■ Aim of the exercise
Repeat each entry in the data, exactly.

-.-.-

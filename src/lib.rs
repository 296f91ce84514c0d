pub mod env;
pub mod error;
pub mod eval;
pub mod opcode;
pub mod oracle;
pub mod parser;
pub mod program;
pub mod token;
pub mod value;
pub mod vm;

pub use env::Environment;
pub use error::{ArithError, ErrorMode};
pub use eval::{compile, eval, execute};
pub use oracle::{CellId, FuncId, FuncKind, LValue, LookupResult, Oracle, OracleCtx};
pub use program::Program;
pub use value::Domain;

mod tests;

-.-.-

■ Solution
filename src/lib.rs
repository 296f91ce84514c0d
pub mod env;
pub mod error;
pub mod eval;
pub mod opcode;
pub mod oracle;
pub mod parser;
pub mod program;
pub mod token;
pub mod value;
pub mod vm;

pub use env::Environment;
pub use error::{ArithError, ErrorMode};
pub use eval::{compile, eval, execute};
pub use oracle::{CellId, FuncId, FuncKind, LValue, LookupResult, Oracle, OracleCtx};
pub use program::Program;
pub use value::Domain;

mod tests;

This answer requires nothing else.